> Task
Only the lines below starting at the one containing "filename crates/gd-core/src/error.rs" and ending at the one containing "sphere of radius" belong in the answer, each copied exactly.

> Data extracts
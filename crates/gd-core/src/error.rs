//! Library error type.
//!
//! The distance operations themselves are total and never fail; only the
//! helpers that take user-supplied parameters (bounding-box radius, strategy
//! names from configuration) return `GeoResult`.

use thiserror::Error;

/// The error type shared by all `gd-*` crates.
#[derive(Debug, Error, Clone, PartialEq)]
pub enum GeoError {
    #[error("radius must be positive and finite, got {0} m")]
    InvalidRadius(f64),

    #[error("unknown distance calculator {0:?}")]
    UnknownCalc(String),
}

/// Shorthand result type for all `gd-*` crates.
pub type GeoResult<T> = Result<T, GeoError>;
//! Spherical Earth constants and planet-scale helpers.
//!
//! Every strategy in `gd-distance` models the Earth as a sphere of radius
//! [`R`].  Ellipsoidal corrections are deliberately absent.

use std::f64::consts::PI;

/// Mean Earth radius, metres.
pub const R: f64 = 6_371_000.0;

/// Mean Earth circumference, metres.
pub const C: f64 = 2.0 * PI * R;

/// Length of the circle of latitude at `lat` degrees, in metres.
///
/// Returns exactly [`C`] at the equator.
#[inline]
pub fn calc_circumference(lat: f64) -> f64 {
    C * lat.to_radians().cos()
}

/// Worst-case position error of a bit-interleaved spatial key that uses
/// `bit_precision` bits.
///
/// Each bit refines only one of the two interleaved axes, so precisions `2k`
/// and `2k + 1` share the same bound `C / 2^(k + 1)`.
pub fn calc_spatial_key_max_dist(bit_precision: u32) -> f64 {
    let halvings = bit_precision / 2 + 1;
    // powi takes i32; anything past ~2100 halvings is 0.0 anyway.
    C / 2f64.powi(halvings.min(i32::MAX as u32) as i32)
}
==
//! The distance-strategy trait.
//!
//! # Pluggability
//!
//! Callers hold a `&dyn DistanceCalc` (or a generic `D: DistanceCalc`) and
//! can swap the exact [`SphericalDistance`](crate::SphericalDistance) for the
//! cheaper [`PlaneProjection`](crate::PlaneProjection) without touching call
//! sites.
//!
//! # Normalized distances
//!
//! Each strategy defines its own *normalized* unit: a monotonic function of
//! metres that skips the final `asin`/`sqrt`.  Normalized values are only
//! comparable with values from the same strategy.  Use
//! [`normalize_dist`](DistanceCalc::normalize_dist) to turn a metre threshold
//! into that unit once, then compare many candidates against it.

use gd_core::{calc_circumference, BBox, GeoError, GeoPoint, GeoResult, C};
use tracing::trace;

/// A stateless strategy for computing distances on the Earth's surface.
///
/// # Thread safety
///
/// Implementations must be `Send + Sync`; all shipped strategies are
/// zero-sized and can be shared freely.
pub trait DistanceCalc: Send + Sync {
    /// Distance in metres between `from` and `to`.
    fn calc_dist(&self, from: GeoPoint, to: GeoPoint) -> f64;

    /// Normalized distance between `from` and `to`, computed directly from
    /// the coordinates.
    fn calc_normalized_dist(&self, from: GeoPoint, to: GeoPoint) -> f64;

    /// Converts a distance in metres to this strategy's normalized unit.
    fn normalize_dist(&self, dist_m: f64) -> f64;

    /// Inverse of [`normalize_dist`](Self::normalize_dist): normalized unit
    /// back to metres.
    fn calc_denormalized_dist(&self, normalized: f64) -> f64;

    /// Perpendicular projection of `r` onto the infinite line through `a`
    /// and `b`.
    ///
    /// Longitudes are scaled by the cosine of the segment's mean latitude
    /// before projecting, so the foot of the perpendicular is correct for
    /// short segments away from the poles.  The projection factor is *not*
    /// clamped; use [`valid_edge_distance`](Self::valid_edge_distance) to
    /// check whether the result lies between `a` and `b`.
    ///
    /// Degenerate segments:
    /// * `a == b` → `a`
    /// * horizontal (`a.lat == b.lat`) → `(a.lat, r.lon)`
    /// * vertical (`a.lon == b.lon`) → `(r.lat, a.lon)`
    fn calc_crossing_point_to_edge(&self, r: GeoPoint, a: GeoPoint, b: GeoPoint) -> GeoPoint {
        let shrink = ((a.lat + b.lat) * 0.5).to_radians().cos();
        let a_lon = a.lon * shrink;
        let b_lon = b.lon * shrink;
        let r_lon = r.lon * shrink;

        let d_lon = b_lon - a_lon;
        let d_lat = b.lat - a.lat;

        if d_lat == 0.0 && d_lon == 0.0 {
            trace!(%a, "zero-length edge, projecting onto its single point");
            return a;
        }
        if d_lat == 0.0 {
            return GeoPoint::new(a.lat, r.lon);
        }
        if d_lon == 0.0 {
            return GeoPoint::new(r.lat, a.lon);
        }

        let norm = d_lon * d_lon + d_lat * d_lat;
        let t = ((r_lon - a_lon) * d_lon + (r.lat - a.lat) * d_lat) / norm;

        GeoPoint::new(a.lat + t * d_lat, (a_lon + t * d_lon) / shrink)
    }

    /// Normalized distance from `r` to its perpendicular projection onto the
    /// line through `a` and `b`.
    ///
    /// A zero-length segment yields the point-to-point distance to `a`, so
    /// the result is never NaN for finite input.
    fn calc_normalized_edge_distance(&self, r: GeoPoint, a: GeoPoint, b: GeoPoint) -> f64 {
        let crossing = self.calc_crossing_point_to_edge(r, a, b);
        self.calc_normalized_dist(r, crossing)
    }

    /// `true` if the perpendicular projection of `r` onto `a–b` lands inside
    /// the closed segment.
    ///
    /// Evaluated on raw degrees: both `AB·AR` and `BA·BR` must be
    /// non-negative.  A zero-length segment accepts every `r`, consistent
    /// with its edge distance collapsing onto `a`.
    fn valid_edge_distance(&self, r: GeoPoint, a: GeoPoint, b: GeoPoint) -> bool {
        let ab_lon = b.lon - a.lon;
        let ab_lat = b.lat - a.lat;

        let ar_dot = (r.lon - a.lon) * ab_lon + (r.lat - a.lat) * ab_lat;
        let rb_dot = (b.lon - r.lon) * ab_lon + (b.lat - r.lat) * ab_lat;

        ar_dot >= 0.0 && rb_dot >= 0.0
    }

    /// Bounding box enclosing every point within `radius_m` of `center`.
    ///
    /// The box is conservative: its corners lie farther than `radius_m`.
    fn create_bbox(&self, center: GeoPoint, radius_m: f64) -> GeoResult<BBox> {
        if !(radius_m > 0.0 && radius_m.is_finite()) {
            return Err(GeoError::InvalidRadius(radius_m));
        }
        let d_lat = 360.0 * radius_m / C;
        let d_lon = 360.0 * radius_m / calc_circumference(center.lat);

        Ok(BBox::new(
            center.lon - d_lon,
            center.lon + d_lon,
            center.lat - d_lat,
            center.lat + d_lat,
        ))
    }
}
---
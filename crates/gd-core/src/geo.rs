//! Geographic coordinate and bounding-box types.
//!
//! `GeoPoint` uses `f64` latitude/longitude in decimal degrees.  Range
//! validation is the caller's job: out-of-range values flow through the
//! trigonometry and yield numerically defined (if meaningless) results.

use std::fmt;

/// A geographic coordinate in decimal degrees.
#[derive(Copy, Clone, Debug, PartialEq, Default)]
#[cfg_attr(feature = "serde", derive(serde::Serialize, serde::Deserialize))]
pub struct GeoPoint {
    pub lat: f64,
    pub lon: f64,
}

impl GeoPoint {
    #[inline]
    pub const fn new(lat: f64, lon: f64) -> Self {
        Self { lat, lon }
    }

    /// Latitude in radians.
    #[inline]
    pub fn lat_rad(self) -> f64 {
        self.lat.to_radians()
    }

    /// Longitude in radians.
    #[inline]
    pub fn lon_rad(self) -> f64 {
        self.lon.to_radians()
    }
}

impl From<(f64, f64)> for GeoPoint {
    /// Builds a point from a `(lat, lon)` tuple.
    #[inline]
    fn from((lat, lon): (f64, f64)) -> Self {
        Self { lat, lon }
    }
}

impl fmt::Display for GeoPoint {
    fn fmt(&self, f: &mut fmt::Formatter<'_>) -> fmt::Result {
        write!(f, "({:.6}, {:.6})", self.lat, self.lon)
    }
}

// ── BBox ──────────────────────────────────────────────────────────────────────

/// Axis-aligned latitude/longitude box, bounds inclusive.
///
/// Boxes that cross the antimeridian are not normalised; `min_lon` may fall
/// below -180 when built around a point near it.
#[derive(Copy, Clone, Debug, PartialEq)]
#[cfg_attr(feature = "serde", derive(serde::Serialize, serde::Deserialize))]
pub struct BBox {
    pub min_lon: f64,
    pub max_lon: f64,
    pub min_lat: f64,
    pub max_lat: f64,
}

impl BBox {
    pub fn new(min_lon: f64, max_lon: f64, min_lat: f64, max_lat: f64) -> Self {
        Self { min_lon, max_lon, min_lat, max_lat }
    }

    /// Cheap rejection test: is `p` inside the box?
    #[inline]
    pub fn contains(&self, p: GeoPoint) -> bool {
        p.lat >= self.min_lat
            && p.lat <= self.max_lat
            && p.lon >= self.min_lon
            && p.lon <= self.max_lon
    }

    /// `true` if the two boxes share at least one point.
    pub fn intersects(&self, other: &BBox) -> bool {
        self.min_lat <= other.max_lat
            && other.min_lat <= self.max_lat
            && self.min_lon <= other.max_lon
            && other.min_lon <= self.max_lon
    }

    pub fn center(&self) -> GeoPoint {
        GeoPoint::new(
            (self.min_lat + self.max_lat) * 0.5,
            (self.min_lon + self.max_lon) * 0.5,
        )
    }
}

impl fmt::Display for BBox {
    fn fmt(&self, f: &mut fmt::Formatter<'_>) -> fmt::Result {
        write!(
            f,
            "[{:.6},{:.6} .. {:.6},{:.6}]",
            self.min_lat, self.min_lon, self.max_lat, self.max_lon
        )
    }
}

> Response box
filename crates/gd-core/src/error.rs
//! Library error type.
//!
//! The distance operations themselves are total and never fail; only the
//! helpers that take user-supplied parameters (bounding-box radius, strategy
//! names from configuration) return `GeoResult`.

use thiserror::Error;

/// The error type shared by all `gd-*` crates.
#[derive(Debug, Error, Clone, PartialEq)]
pub enum GeoError {
    #[error("radius must be positive and finite, got {0} m")]
    InvalidRadius(f64),

    #[error("unknown distance calculator {0:?}")]
    UnknownCalc(String),
}

/// Shorthand result type for all `gd-*` crates.
pub type GeoResult<T> = Result<T, GeoError>;
//! Spherical Earth constants and planet-scale helpers.
//!
//! Every strategy in `gd-distance` models the Earth as a sphere of radius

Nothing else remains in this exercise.